Tuesday, May 24, 2016

Change Isn't Always Better

It's Back to School time here! I know that no one back in the states wants to even think about a new school year much less school fees, school supplies, and uniforms, but that's what is happening on our side of the world right now as you enter into your summer vacation.

This year is there will be lots changes taking place in the educational system here in the next two years. This will be the first year that 11th grade will be offered. Next year, 12th will be added. This sounds good in theory. Kids won't be finishing high school at age 15 or 16. Those attending college will be older and a little more mature when they begin and when they graduate. It also means those not going to college won't be hanging out getting into trouble until they can get full time jobs at 18.  

But the adding of two more grades puts an extra burden on many of the families here in the Philippines. This means two more years of school fees, school supplies, and uniforms. Families with older kids are having to make hard decisions about who will be going to school and who will not. It may mean that the younger children will not be able to begin on time because the money will be used for the older sibling to finish.  Or it might mean that the older children will not be able to graduate from high school because the money is needed for the younger siblings to begin school.  It is a tough, no win situation for many families. 

But this new policy has also created a larger scale problem for schools and students.  Many of the schools can't physically hold another grade level. There is simply no room to keep the entire class one more year much less two more years with the upcoming grades entering. So, it became a first come first serve basis for 11th grade registration. Many students were not able to get into a public school 11th grade class. They are also no longer able register for a technical school or college since those are now requiring the full twelve years of schooling. This leaves a great deal of young people stuck with no options. 

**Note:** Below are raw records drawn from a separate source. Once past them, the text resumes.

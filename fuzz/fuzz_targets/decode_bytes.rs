#![no_main]
use libfuzzer_sys::fuzz_target;
use nrrd_preview::NrrdHeader;

fuzz_target!(|data: &[u8]| {
    if let Ok((header, _)) = NrrdHeader::from_bytes(data) {
        let _ = header.sizes();
        let _ = header.data_type();
        let _ = header.encoding();
        let _ = header.endianness();
        let _ = header.byte_skip();
    }
    let _ = nrrd_preview::decode(data);
});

Meet 16 year old Graceziel, one student who is stuck, but is determined to get an education and become a P.E. teacher despite having no one, but God, and nothing but her faith. 


We first met Graceziel when we lived in Malaybalay. She lived in our neighborhood with her aunt and became close friends with our two girls. Her mother die when she was 9 years old, and her father left her and her siblings with relatives to find work. He ended up starting a new family in another place and never came back. She, just like Joshua and so many others here, has been shuffled around from relative to relative for most of her life with no stability, no support. But despite the crappy situation she was given, she was and still is one of the most joyous and faith-filled teens I have ever met.  She was always very involved in her church and in her youth group.  When we'd talk about her life situation, she'd always remind me that God would take care of her and her needs. 

She contacted me recently to ask for prayers.  Without the help and support of a parent, she was unable to register for 11th grade. She did not have the money for the registration fee at the time of enrollment. She also had to move out of yet another relative's home, to another town, and into a boarding house that she pays for with the money she earns washing dishes at a restaurant.  Even though she is living completely on her own, supporting herself with a very poor paying job, she managed to save up enough money this summer to pay the registration fee for 11th grade only to discover that it is too late. All of the public schools in her area are full.  The only option she has is a private high school. 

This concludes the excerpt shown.